Studies of twins suggest that susceptibility to PTSD is about 30% genetic. Researchers in the new field of epigenetics—the study of how external factors influence the way the instructions written in genes are expressed in organisms—have produced some evidence to suggest that stress might be passed on to offspring.

An exciting recent development is the discovery of markers that show differences between the brains, genes and even blood of people with and without PTSD. When a sufferer sees a picture of a frightened face, the amygdala shows a heightened response. At the same time the prefrontal cortex, which regulates fear, is suppressed. Researchers are hot on the trail of chemicals that could indicate PTSD in a blood test, says Kerry Ressler, a molecular scientist and psychiatrist at McLean Hospital of Harvard Medical School.  
Treatments mostly aim to retrain the brain’s fear response. Many patients are given cognitive therapy, which teaches them to think differently about what happened and trains them to cope with triggers. Debra Kaysen of the University of Washington says severe symptoms recede in about four out of five patients following a dozen or so sessions. Other patients are given exposure therapy, in which they are confronted with the feared stimuli. Adults may be asked to describe a traumatic event in excruciating detail until it loses its potency; young children might play out what happened with toys. Virtual-reality simulations have been used on soldiers.

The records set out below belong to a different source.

//! # Connectivity state and the shared readiness flag.
//!
//! [`ConnState`] is owned by the connectivity supervisor. Everyone else sees it
//! through a [`Readiness`] handle: a single atomic written only by the supervisor
//! and read by every publishing activity right before it builds a message.

use std::fmt;
use std::sync::Arc;
use std::sync::atomic::{AtomicU8, Ordering};

/// Two-layer connectivity state: the link first, then the messaging session on top.
#[derive(Debug, Clone, Copy, PartialEq, Eq, Hash)]
pub enum ConnState {
    /// No network link. Initial state.
    LinkDown,
    /// Link established, messaging session not (yet) established.
    LinkUpSessionDown,
    /// Link and session established: ready to publish.
    SessionUp,
}

impl ConnState {
    /// Returns a short stable label (snake_case) for use in logs/metrics.
    pub fn as_label(&self) -> &'static str {
        match self {
            ConnState::LinkDown => "link_down",
            ConnState::LinkUpSessionDown => "link_up_session_down",
            ConnState::SessionUp => "session_up",
        }
    }

    #[inline]
    pub fn is_ready(&self) -> bool {
        matches!(self, ConnState::SessionUp)
    }

    #[inline]
    pub fn link_up(&self) -> bool {
        !matches!(self, ConnState::LinkDown)
    }

    fn to_u8(self) -> u8 {
        match self {
            ConnState::LinkDown => 0,
            ConnState::LinkUpSessionDown => 1,
            ConnState::SessionUp => 2,
        }
    }

    fn from_u8(v: u8) -> Self {
        match v {
            2 => ConnState::SessionUp,
            1 => ConnState::LinkUpSessionDown,
            _ => ConnState::LinkDown,
        }
    }
}

impl fmt::Display for ConnState {
    fn fmt(&self, f: &mut fmt::Formatter<'_>) -> fmt::Result {
        f.write_str(self.as_label())
    }
}

/// Shared, cheaply cloneable view of the connectivity state.
///
/// ### Rules
/// - Written only by the connectivity supervisor (`Release`).
/// - Read by any activity (`Acquire`); a transition is visible to the next read.
/// - Callers must check [`Readiness::is_ready`] right before each send, never cache it.
#[derive(Clone, Debug)]
pub struct Readiness {
    state: Arc<AtomicU8>,
}

impl Readiness {
    /// Creates a handle in [`ConnState::LinkDown`].
    #[must_use]
    pub fn new() -> Self {
        Self {
            state: Arc::new(AtomicU8::new(ConnState::LinkDown.to_u8())),
        }
    }

    pub fn state(&self) -> ConnState {
        ConnState::from_u8(self.state.load(Ordering::Acquire))
    }

    /// `true` iff the state is [`ConnState::SessionUp`].
    pub fn is_ready(&self) -> bool {
        self.state().is_ready()
    }

    pub(crate) fn set(&self, state: ConnState) {
        self.state.store(state.to_u8(), Ordering::Release);
    }
}

impl Default for Readiness {
    fn default() -> Self {
        Self::new()
    }
}
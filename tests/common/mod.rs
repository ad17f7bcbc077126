#![allow(dead_code)]

use std::sync::atomic::{AtomicBool, AtomicU32, Ordering};
use std::sync::{Arc, Mutex};

use tokio::sync::mpsc;

use pirvisor::{
    ConnEvent, Link, Messaging, MotionInput, OutboundMessage, PublishError, SensorError, SystemProbe,
};

/// Broker stand-in: connects instantly and records every publish.
pub struct FakeSession {
    connected: AtomicBool,
    connects: AtomicU32,
    sent: Mutex<Vec<OutboundMessage>>,
    events: mpsc::Sender<ConnEvent>,
}

impl FakeSession {
    pub fn new(events: mpsc::Sender<ConnEvent>) -> Arc<Self> {
        Arc::new(Self {
            connected: AtomicBool::new(false),
            connects: AtomicU32::new(0),
            sent: Mutex::new(Vec::new()),
            events,
        })
    }

    pub fn connects(&self) -> u32 {
        self.connects.load(Ordering::SeqCst)
    }

    pub fn sent(&self) -> Vec<OutboundMessage> {
        self.sent.lock().unwrap().clone()
    }

    pub fn on(&self, topic: &str) -> Vec<OutboundMessage> {
        self.sent().into_iter().filter(|m| m.topic == topic).collect()
    }
}

impl Messaging for FakeSession {
    fn connect(&self) {
        self.connects.fetch_add(1, Ordering::SeqCst);
        self.connected.store(true, Ordering::SeqCst);
        let _ = self.events.try_send(ConnEvent::SessionConnected);
    }

    fn disconnect(&self) {
        self.connected.store(false, Ordering::SeqCst);
        let _ = self.events.try_send(ConnEvent::SessionDisconnected {
            reason: "client disconnect".into(),
        });
    }

    fn connected(&self) -> bool {
        self.connected.load(Ordering::SeqCst)
    }

    fn publish(&self, msg: OutboundMessage) -> Result<(), PublishError> {
        self.sent.lock().unwrap().push(msg);
        Ok(())
    }
}

/// Link whose state is flipped by the test.
pub struct FakeLink {
    up: AtomicBool,
    reconnects: AtomicU32,
}

impl FakeLink {
    pub fn new(up: bool) -> Arc<Self> {
        Arc::new(Self {
            up: AtomicBool::new(up),
            reconnects: AtomicU32::new(0),
        })
    }

    pub fn set(&self, up: bool) {
        self.up.store(up, Ordering::SeqCst);
    }

    pub fn reconnects(&self) -> u32 {
        self.reconnects.load(Ordering::SeqCst)
    }
}

impl Link for FakeLink {
    fn is_connected(&self) -> bool {
        self.up.load(Ordering::SeqCst)
    }

    fn reconnect(&self) {
        self.reconnects.fetch_add(1, Ordering::SeqCst);
    }

    fn rssi(&self) -> Option<i32> {
        Some(-61)
    }
}

/// Sensor line driven by the test.
#[derive(Clone, Default)]
pub struct Level(Arc<AtomicBool>);

impl Level {
    pub fn set(&self, high: bool) {
        self.0.store(high, Ordering::SeqCst);
    }
}

impl MotionInput for Level {
    fn read(&mut self) -> Result<bool, SensorError> {
        Ok(self.0.load(Ordering::SeqCst))
    }
}

pub struct FixedProbe(pub Option<u64>);

impl SystemProbe for FixedProbe {
    fn free_memory(&self) -> Option<u64> {
        self.0
    }
}
//! # ConnectivitySupervisor: drives the connectivity state machine.
//!
//! ## Event loop
//! ```text
//! loop {
//!   select! {
//!     ctx.cancelled()      ──► break
//!     events.recv()        ──► handle(ev)
//!     sleep_until(retry)   ──► handle(RetryElapsed)
//!   }
//! }
//!
//! handle(ev):
//!   transition(state, ev) ──► state = next
//!                         ──► readiness.set(next)       (before any action)
//!                         ──► Bus: ConnectivityChanged  (if state changed)
//!                         ──► execute(actions...)
//! ```
//!
//! ## Rules
//! - Readiness is written before actions run, so the online message issued by
//!   `PublishOnline` already passes the ready gate.
//! - `ConnectSession` is guarded: nothing is issued while a connect is in flight;
//!   if the messaging layer already reports a session, `SessionConnected` is fed
//!   back instead of opening a second one.
//! - The in-flight flag clears on any session outcome and on link loss.
//! - At most one reconnect timer is armed; `CancelRetry` disarms it.
//! - The supervisor never waits on the network: every wait is a `select!` over
//!   the channel, the timer and the cancellation token.

use std::collections::VecDeque;
use std::sync::Arc;

use async_trait::async_trait;
use tokio::sync::mpsc;
use tokio::time::Instant;
use tokio_util::sync::CancellationToken;

use super::machine::{ConnAction, ConnEvent, transition};
use super::state::{ConnState, Readiness};
use crate::clock::Clock;
use crate::events::{Bus, Event, EventKind};
use crate::link::Link;
use crate::messaging::{Messaging, payload};
use crate::outbox::Outbox;
use crate::policies::BackoffPolicy;
use crate::tasks::Task;

/// Static settings of the supervisor.
#[derive(Clone, Debug)]
pub struct ConnectivityParams {
    /// Device name carried by the online message.
    pub device: String,
    /// Topic of the retained online message.
    pub status_topic: String,
    /// Delay policy between session reconnect attempts.
    pub reconnect: BackoffPolicy,
}

/// Owner of [`ConnState`] and sole writer of [`Readiness`].
pub struct ConnectivitySupervisor {
    state: ConnState,
    readiness: Readiness,
    events: mpsc::Receiver<ConnEvent>,
    messaging: Arc<dyn Messaging>,
    link: Arc<dyn Link>,
    outbox: Outbox,
    clock: Arc<dyn Clock>,
    bus: Bus,
    params: ConnectivityParams,

    connecting: bool,
    retry_attempt: u32,
    retry_at: Option<Instant>,
}

impl ConnectivitySupervisor {
    pub fn new(
        events: mpsc::Receiver<ConnEvent>,
        readiness: Readiness,
        messaging: Arc<dyn Messaging>,
        link: Arc<dyn Link>,
        clock: Arc<dyn Clock>,
        bus: Bus,
        params: ConnectivityParams,
    ) -> Self {
        let outbox = Outbox::new(Arc::clone(&messaging), readiness.clone(), bus.clone());
        readiness.set(ConnState::LinkDown);
        Self {
            state: ConnState::LinkDown,
            readiness,
            events,
            messaging,
            link,
            outbox,
            clock,
            bus,
            params,
            connecting: false,
            retry_attempt: 0,
            retry_at: None,
        }
    }

    pub fn state(&self) -> ConnState {
        self.state
    }

    /// Applies `first` and every event synthesized while executing its actions.
    fn handle(&mut self, first: ConnEvent) {
        let mut pending = VecDeque::from([first]);

        while let Some(ev) = pending.pop_front() {
            if matches!(
                ev,
                ConnEvent::SessionConnected
                    | ConnEvent::SessionDisconnected { .. }
                    | ConnEvent::LinkLost
            ) {
                self.connecting = false;
            }

            let from = self.state;
            let t = transition(from, &ev);
            if t.is_noop(from) {
                tracing::trace!(state = %from, event = ev.as_label(), "connectivity event ignored");
                continue;
            }

            self.state = t.next;
            self.readiness.set(t.next);
            if from != t.next {
                tracing::debug!(from = %from, to = %t.next, event = ev.as_label(), "connectivity changed");
                self.bus.publish(
                    Event::new(EventKind::ConnectivityChanged)
                        .with_transition(from, t.next)
                        .with_reason(ev.as_label()),
                );
            }

            for action in t.actions {
                self.execute(action, &ev, &mut pending);
            }
        }
    }

    fn execute(&mut self, action: ConnAction, cause: &ConnEvent, pending: &mut VecDeque<ConnEvent>) {
        match action {
            ConnAction::ConnectSession => {
                if self.messaging.connected() {
                    pending.push_back(ConnEvent::SessionConnected);
                } else if self.connecting {
                    tracing::debug!("session connect already in flight");
                } else {
                    self.connecting = true;
                    self.messaging.connect();
                    self.bus.publish(Event::new(EventKind::SessionConnectRequested));
                }
            }
            ConnAction::PublishOnline => {
                self.retry_attempt = 0;
                let now = self.clock.now_ms();
                let topic = &self.params.status_topic;
                let device = &self.params.device;
                self.outbox
                    .send_or_drop(topic, || payload::online(topic, device, now));
            }
            ConnAction::ScheduleRetry => {
                let delay = self.params.reconnect.next(self.retry_attempt);
                self.retry_attempt = self.retry_attempt.saturating_add(1);
                self.retry_at = Some(Instant::now() + delay);

                let mut ev = Event::new(EventKind::ReconnectScheduled)
                    .with_delay(delay)
                    .with_attempt(self.retry_attempt);
                if let ConnEvent::SessionDisconnected { reason } = cause {
                    tracing::warn!(%reason, ?delay, attempt = self.retry_attempt, "session down, reconnect scheduled");
                    ev = ev.with_reason(reason.as_str());
                }
                self.bus.publish(ev);
            }
            ConnAction::CancelRetry => {
                self.retry_at = None;
            }
            ConnAction::DropSession => {
                if self.messaging.connected() {
                    self.messaging.disconnect();
                }
            }
            ConnAction::ReacquireLink => {
                self.link.reconnect();
            }
        }
    }
}

async fn retry_timer(at: Option<Instant>) {
    match at {
        Some(at) => tokio::time::sleep_until(at).await,
        None => std::future::pending().await,
    }
}

#[async_trait]
impl Task for ConnectivitySupervisor {
    fn name(&self) -> &str {
        "connectivity"
    }

    async fn run(&mut self, ctx: CancellationToken) {
        if self.link.is_connected() {
            self.handle(ConnEvent::LinkAcquired);
        }

        loop {
            let ev = tokio::select! {
                _ = ctx.cancelled() => break,
                ev = self.events.recv() => match ev {
                    Some(ev) => ev,
                    None => {
                        tracing::debug!("connectivity channel closed");
                        break;
                    }
                },
                _ = retry_timer(self.retry_at) => {
                    self.retry_at = None;
                    ConnEvent::RetryElapsed
                }
            };
            self.handle(ev);
        }

        self.readiness.set(ConnState::LinkDown);
    }
}
//! # Long-running, cancelable task.
//!
//! A task receives a [`CancellationToken`] and should return promptly once it
//! is cancelled. Tasks here own their state and run exactly once: the device
//! never restarts an activity (connectivity is self-healing inside the
//! supervisor instead).

use async_trait::async_trait;
use tokio_util::sync::CancellationToken;

/// # Asynchronous, cancelable unit.
///
/// A `Task` has a stable [`name`](Task::name) and an async [`run`](Task::run)
/// method that receives a [`CancellationToken`].
///
/// # Example
/// ```
/// use async_trait::async_trait;
/// use tokio_util::sync::CancellationToken;
/// use pirvisor::Task;
///
/// struct Demo {
///     ticks: u32,
/// }
///
/// #[async_trait]
/// impl Task for Demo {
///     fn name(&self) -> &str { "demo" }
///
///     async fn run(&mut self, ctx: CancellationToken) {
///         while !ctx.is_cancelled() && self.ticks < 3 {
///             self.ticks += 1;
///             tokio::task::yield_now().await;
///         }
///     }
/// }
/// ```
#[async_trait]
pub trait Task: Send + 'static {
    /// Returns a stable, human-readable task name.
    fn name(&self) -> &str;

    /// Executes the task until completion or cancellation.
    async fn run(&mut self, ctx: CancellationToken);
}

/// Owned task handle handed to the runtime.
pub type TaskBox = Box<dyn Task>;
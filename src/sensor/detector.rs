//! # Rising-edge detection with debounce.
//!
//! [`EdgeDetector::poll`] is called on a fixed cadence. Each call reads one
//! sample and compares it with the previous one:
//!
//! ```text
//! level:   ▁▁▁▁█████▁▁▁█████▁▁▁▁▁▁▁▁▁▁▁█████
//!              ▲        ▲                ▲
//!          accepted  suppressed       accepted
//!              │◄─ ≤ debounce ─►│
//!              │◄──────── > debounce ───►│
//! ```
//!
//! ## Rules
//! - A rising edge is `low → high` between two consecutive polls.
//! - The first rising edge is always accepted.
//! - A later edge is suppressed while `now - last_accepted <= debounce`; the
//!   window is measured from the last *accepted* edge and a suppressed edge
//!   does not extend it.
//! - `last_level` follows every sample, whatever the debounce outcome, so a
//!   glitch low inside the window still re-arms edge detection.
//! - A failed read counts as low.

use std::sync::Arc;

use crate::clock::{Clock, Millis, elapsed};
use crate::events::{Bus, Event, EventKind};
use crate::sensor::input::MotionInput;
use crate::telemetry::SharedTelemetry;

/// An accepted motion edge.
#[derive(Debug, Clone, Copy, PartialEq, Eq)]
pub struct MotionEvent {
    /// Device time of the edge.
    pub timestamp_ms: Millis,
    /// Motion count after this edge was recorded.
    pub count: u64,
    /// Device uptime in whole seconds.
    pub uptime_s: u64,
}

/// Private state of the detector.
#[derive(Debug, Clone, Copy, Default, PartialEq, Eq)]
pub struct SensorState {
    pub last_level: bool,
    /// Time of the last accepted edge, `None` until the first one.
    pub last_edge_ms: Option<Millis>,
}

/// Converts raw samples into debounced [`MotionEvent`]s.
pub struct EdgeDetector {
    input: Box<dyn MotionInput>,
    clock: Arc<dyn Clock>,
    telemetry: Arc<SharedTelemetry>,
    debounce_ms: Millis,
    state: SensorState,
    bus: Bus,
}

impl EdgeDetector {
    pub fn new(
        input: Box<dyn MotionInput>,
        clock: Arc<dyn Clock>,
        telemetry: Arc<SharedTelemetry>,
        debounce_ms: Millis,
        bus: Bus,
    ) -> Self {
        Self {
            input,
            clock,
            telemetry,
            debounce_ms,
            state: SensorState::default(),
            bus,
        }
    }

    pub fn state(&self) -> SensorState {
        self.state
    }

    /// Samples the input once; returns an event for an accepted rising edge.
    pub fn poll(&mut self) -> Option<MotionEvent> {
        let level = match self.input.read() {
            Ok(level) => level,
            Err(e) => {
                tracing::debug!(error = %e, label = e.as_label(), "sensor read failed, treating as low");
                false
            }
        };
        let now = self.clock.now_ms();
        let rising = !self.state.last_level && level;
        self.state.last_level = level;

        if !rising {
            return None;
        }

        if let Some(last) = self.state.last_edge_ms {
            let gap = elapsed(now, last);
            if gap <= self.debounce_ms {
                tracing::debug!(now, gap, "motion edge suppressed");
                self.bus.publish(
                    Event::new(EventKind::MotionSuppressed)
                        .with_timestamp(now)
                        .with_delay(std::time::Duration::from_millis(gap)),
                );
                return None;
            }
        }

        self.state.last_edge_ms = Some(now);
        let count = self.telemetry.record_motion(now);
        self.bus.publish(
            Event::new(EventKind::MotionDetected)
                .with_timestamp(now)
                .with_count(count),
        );

        Some(MotionEvent {
            timestamp_ms: now,
            count,
            uptime_s: now / 1000,
        })
    }
}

One therapist compares the work to treating a burn victim: layer after layer.

Amit Etkin and colleagues at Stanford University are studying how the brain circuits that control fear can be tweaked with the aid of SSRIs (a class of drugs, some of which are used to treat depression or anxiety) and transcranial magnetic stimulation, in which an electromagnet held close to the scalp transmits magnetic pulses to the brain. They found that stimulating a part of the frontal lobe can reduce activity in the amygdalae, which could lessen the symptoms of PTSD. Within five years, thinks Dr Etkin, new therapies will be available, including applying brain stimulation or using drugs to enhance the effects of talk therapy. Better treatments for other anxiety disorders, which afflict a third of Americans, could follow.
Even if new treatments for PTSD take longer to develop than hoped, acceptance of PTSD’s inherently physical nature could encourage sufferers to seek help earlier. Rape victims in Dr Kaysen’s practice typically waited 20 years before turning to her; Dr Marmar has treated veterans of the second world war who had tried to cope with their nightmares for as long as 40 years.
In a freezer in Boston are 50 samples of brain tissue donated to the world’s first brain bank dedicated to the study of PTSD, set up by the Department of Veterans Affairs. More veterans and civilians, with and without the disorder, are filling in health questionnaires and pledging to donate brain tissue after death. Those who could not be healed themselves might help arm future generations against the same suffering, or perhaps, one day, help prevent it altogether.